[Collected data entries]
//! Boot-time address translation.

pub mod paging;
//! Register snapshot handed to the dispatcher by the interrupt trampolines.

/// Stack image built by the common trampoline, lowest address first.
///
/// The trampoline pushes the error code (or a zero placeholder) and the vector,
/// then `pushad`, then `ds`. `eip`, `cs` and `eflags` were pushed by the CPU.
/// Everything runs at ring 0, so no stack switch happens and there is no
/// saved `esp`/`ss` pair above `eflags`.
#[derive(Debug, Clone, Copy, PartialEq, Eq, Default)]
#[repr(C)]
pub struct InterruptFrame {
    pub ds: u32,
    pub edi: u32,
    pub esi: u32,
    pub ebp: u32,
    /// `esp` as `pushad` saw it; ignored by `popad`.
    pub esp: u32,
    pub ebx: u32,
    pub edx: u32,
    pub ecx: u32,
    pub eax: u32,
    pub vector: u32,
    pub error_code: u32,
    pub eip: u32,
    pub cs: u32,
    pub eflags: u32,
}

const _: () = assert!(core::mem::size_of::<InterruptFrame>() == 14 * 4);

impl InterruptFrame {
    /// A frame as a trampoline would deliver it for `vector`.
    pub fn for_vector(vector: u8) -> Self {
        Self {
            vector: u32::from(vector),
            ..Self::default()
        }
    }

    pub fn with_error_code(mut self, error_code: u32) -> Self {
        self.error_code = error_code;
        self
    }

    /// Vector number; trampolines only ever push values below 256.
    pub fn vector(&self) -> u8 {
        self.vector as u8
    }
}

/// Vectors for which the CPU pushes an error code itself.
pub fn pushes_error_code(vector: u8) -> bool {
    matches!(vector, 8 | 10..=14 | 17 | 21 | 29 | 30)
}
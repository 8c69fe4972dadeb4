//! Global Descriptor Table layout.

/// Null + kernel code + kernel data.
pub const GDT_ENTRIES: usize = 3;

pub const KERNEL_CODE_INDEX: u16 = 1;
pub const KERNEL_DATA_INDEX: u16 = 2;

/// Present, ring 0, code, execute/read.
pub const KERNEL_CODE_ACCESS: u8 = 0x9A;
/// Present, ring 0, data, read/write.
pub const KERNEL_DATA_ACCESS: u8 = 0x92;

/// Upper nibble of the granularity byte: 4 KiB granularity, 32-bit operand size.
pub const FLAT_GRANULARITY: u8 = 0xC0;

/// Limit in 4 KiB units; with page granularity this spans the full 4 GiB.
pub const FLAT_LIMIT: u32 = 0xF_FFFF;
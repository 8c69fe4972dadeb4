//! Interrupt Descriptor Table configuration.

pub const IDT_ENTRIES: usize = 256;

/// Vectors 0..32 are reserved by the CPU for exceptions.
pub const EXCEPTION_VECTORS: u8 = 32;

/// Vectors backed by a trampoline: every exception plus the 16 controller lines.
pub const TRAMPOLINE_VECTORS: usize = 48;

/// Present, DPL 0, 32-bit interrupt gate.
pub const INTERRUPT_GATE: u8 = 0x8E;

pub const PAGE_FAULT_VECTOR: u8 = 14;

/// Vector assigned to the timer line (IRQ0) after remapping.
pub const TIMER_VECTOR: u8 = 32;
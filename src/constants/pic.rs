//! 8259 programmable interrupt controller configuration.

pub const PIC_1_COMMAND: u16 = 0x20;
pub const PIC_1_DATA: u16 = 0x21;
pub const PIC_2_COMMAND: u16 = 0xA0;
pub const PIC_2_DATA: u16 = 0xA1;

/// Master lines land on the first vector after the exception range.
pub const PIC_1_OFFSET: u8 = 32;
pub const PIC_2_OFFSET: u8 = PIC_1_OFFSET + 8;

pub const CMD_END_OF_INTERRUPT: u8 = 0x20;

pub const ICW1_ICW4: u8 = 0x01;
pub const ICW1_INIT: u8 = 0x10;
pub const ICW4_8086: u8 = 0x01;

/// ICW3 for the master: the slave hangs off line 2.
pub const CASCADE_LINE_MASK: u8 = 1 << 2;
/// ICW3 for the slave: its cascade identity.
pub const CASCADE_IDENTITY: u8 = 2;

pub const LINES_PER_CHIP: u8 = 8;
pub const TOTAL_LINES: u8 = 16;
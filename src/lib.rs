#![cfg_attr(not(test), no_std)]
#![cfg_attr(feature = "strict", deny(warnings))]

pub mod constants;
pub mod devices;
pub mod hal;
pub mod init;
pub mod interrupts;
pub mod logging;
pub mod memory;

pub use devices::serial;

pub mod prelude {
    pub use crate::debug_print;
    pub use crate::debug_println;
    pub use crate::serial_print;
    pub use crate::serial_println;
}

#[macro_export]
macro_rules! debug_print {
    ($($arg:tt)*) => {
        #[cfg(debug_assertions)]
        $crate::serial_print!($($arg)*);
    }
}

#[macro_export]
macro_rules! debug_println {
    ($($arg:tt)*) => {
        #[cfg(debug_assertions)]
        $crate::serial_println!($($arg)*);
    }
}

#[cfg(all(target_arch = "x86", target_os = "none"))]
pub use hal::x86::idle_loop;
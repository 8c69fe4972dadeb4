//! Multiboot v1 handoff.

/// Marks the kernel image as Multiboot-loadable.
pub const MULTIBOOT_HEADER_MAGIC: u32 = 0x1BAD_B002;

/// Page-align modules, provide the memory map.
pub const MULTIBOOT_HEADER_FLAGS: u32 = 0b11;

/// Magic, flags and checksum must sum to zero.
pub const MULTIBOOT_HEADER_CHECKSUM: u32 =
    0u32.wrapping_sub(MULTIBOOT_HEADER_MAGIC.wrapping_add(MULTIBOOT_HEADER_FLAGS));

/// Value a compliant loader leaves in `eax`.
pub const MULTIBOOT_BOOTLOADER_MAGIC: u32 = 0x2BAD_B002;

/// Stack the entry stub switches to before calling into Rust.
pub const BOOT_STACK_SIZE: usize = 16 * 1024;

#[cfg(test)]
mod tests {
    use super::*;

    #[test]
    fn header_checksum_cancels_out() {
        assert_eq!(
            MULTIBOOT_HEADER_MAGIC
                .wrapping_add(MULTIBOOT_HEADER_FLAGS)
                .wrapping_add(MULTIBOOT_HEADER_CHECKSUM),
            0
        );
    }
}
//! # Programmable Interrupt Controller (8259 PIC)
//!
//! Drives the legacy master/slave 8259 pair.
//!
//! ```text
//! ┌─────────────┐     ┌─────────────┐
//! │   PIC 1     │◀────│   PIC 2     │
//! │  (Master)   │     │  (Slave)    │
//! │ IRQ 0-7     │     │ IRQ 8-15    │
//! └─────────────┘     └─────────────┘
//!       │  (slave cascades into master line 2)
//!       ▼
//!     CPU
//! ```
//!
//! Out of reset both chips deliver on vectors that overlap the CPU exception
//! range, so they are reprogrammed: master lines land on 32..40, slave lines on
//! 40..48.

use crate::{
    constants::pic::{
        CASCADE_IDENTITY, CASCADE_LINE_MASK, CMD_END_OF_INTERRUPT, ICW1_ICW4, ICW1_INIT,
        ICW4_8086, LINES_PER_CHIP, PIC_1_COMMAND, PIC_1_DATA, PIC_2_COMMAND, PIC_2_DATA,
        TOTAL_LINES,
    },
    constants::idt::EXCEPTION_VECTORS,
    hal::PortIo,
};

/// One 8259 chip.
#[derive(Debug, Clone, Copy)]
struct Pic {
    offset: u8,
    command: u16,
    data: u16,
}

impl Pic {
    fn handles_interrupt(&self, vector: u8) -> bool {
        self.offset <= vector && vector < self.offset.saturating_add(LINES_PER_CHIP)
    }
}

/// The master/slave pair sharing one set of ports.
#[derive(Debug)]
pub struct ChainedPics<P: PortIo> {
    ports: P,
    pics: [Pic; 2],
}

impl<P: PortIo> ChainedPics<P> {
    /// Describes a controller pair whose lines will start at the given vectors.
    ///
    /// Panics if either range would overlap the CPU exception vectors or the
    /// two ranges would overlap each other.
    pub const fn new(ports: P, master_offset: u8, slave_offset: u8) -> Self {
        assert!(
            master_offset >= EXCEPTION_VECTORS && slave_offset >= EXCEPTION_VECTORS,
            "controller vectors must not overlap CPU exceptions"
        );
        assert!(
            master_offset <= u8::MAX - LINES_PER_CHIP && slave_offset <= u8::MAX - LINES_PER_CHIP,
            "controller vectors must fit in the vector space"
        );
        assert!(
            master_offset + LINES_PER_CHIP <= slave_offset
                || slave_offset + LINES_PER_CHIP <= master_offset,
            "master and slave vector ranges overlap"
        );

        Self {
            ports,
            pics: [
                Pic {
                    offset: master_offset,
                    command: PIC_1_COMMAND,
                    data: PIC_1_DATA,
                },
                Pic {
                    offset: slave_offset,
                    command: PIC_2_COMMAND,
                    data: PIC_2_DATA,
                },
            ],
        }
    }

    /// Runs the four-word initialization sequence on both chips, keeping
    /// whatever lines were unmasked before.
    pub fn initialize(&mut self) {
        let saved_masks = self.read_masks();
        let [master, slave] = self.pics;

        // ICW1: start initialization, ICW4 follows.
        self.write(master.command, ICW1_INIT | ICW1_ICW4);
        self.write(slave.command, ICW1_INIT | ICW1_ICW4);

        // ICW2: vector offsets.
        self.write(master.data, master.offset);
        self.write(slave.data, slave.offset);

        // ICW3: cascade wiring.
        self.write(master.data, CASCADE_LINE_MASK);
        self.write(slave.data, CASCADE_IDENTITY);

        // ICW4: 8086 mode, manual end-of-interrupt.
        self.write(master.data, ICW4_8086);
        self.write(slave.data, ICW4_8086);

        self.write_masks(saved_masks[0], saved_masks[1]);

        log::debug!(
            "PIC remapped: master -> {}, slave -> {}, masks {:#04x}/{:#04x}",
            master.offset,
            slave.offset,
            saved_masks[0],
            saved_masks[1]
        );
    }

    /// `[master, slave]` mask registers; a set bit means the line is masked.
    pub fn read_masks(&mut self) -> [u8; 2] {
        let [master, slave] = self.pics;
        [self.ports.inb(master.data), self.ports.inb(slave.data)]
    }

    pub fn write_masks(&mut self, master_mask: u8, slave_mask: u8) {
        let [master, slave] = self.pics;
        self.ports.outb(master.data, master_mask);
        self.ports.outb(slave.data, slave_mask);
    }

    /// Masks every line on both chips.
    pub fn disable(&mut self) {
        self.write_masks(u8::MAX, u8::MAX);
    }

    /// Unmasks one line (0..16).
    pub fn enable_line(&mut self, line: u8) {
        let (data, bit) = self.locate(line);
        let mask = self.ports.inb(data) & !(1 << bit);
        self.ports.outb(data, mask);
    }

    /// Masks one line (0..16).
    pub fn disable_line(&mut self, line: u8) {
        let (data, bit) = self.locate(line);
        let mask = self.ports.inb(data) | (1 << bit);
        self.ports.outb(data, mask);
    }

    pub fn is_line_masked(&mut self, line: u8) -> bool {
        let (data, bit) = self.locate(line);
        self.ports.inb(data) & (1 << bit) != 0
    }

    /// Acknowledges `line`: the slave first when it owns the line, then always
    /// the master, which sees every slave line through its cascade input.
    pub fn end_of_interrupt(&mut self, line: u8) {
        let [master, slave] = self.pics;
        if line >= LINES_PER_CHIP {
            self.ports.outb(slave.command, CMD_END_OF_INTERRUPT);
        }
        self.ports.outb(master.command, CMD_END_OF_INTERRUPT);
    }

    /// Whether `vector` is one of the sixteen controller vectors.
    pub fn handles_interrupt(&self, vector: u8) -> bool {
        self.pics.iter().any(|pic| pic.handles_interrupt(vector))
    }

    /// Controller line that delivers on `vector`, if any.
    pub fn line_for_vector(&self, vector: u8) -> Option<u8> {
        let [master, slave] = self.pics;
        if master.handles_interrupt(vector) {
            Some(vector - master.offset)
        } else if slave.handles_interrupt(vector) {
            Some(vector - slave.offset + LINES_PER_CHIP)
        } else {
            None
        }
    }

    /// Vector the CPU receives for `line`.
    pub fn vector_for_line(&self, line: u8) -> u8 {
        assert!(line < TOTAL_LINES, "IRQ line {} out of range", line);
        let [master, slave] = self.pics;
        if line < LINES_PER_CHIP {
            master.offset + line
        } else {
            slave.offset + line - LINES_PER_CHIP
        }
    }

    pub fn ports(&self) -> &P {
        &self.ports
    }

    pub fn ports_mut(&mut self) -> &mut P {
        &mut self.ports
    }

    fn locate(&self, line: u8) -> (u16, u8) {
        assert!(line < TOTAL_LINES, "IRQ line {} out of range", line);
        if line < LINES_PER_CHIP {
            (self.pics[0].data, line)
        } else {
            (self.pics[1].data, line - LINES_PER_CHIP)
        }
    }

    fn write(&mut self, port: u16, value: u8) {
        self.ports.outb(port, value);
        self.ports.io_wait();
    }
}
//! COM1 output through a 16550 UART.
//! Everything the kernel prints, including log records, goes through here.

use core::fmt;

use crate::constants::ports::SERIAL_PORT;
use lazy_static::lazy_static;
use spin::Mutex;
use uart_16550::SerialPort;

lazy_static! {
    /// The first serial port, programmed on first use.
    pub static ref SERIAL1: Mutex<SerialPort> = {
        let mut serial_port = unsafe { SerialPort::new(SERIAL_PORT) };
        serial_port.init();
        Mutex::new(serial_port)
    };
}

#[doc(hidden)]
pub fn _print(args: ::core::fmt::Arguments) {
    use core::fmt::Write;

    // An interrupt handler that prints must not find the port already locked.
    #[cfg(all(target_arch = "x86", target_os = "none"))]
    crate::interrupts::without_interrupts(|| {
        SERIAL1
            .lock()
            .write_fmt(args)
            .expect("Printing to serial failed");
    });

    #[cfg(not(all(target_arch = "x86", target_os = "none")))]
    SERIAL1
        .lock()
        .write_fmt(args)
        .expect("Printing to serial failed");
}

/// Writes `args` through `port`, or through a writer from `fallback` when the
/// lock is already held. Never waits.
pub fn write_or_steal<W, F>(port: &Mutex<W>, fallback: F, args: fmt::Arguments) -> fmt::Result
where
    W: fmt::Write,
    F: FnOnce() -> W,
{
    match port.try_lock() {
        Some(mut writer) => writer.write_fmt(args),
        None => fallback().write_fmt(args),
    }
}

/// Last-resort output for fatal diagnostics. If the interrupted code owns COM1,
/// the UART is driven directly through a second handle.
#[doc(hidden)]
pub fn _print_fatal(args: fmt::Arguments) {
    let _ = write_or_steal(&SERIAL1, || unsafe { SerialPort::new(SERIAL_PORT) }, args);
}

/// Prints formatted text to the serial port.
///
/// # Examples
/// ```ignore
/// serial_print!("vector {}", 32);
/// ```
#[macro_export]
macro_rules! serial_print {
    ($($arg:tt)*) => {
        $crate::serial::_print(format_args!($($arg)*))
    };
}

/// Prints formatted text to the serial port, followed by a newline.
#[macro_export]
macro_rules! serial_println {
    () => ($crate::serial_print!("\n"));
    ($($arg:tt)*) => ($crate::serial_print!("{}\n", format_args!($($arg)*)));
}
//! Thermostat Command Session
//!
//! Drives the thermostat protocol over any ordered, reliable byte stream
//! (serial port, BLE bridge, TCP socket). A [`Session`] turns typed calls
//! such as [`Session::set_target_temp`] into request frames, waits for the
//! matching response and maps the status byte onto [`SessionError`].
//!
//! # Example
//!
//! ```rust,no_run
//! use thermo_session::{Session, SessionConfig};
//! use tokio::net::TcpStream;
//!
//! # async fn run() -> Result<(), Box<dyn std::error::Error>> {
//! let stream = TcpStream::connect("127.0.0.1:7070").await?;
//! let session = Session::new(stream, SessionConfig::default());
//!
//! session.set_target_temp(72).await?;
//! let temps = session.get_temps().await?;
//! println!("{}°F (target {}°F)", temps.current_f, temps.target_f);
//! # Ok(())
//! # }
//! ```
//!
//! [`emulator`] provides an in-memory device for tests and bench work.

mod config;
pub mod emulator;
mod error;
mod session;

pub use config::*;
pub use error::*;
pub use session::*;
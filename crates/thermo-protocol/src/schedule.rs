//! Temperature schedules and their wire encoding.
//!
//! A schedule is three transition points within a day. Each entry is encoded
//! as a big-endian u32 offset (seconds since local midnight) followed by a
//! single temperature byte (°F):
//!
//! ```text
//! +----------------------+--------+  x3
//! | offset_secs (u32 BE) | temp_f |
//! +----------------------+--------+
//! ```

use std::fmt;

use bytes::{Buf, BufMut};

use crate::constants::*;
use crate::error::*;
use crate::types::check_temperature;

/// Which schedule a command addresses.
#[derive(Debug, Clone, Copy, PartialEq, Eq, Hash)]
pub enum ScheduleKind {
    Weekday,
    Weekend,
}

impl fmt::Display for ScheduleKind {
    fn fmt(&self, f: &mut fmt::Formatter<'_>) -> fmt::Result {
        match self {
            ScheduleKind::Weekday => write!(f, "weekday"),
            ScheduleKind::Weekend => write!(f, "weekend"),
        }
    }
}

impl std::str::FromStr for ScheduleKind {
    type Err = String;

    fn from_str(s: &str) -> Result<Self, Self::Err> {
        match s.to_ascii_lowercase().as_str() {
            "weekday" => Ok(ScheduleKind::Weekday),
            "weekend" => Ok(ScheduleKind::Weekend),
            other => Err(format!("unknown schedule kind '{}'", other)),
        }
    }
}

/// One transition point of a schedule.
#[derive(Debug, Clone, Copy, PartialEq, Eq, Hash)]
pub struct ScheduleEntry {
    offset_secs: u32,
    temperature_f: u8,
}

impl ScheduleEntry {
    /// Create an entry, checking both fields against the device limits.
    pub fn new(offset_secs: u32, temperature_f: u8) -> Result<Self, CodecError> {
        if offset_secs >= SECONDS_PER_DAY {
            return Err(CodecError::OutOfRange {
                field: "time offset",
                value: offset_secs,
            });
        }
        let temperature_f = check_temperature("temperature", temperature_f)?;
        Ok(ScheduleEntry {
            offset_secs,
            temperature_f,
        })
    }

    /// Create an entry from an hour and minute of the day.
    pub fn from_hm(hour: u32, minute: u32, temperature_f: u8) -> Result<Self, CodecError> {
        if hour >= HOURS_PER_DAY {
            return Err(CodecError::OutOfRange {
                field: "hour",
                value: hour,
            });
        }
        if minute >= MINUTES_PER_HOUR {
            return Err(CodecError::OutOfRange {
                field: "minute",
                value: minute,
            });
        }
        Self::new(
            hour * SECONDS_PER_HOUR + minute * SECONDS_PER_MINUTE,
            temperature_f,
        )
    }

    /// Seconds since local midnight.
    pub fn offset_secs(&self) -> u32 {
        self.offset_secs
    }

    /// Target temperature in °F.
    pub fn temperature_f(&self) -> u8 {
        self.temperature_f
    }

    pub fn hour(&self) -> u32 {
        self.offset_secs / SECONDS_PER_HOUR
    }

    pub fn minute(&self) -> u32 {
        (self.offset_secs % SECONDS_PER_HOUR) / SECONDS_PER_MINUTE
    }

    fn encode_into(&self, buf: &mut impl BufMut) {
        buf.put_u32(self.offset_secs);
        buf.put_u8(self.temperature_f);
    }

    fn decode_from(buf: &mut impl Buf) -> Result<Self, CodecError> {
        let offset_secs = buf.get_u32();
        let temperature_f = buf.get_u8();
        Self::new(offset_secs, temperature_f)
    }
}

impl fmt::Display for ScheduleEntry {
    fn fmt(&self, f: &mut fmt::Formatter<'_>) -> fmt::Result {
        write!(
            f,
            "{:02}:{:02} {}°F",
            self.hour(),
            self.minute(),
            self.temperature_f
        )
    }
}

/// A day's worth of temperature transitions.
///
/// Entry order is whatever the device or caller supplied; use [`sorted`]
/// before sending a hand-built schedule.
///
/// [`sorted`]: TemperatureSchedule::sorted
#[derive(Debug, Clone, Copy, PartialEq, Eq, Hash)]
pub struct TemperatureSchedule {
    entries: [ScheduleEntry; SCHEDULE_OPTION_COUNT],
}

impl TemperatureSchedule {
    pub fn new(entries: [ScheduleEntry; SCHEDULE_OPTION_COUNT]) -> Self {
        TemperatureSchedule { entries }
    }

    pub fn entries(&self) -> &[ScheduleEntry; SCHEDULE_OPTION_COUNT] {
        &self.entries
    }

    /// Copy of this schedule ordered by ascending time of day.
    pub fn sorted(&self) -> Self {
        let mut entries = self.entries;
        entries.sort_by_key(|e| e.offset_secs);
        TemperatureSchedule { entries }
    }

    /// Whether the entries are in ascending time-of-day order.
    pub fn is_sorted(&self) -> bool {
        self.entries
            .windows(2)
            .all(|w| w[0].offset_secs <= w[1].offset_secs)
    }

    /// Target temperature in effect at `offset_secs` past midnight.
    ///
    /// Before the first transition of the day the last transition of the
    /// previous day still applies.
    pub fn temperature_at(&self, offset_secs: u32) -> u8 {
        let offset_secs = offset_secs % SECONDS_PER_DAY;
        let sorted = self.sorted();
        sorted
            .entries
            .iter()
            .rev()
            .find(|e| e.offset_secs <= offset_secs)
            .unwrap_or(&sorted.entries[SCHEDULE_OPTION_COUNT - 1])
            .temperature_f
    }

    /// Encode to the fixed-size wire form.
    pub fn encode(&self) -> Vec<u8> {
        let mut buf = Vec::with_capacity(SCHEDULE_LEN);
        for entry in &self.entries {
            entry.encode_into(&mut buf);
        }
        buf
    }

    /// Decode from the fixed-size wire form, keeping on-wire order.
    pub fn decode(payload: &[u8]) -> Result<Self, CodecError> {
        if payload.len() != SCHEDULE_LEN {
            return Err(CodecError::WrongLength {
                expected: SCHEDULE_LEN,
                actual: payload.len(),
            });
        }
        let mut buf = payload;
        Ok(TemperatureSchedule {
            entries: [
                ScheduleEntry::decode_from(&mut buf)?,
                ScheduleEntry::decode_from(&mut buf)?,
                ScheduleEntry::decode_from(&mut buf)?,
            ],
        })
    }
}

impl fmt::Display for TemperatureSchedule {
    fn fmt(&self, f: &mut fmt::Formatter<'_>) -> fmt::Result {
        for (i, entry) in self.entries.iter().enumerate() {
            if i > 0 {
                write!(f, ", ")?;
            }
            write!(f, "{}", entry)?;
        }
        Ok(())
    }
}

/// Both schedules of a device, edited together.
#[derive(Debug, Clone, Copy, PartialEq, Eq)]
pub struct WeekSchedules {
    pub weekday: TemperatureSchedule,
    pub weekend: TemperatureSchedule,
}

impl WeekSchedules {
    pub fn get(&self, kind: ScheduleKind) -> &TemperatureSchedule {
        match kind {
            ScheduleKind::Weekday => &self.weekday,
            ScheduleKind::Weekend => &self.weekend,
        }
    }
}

## TRY IT
Select and copy every line from the records that includes the word "configuration".

## EXERCISE SOLUTION
//! Interrupt Descriptor Table configuration.
//! 8259 programmable interrupt controller configuration.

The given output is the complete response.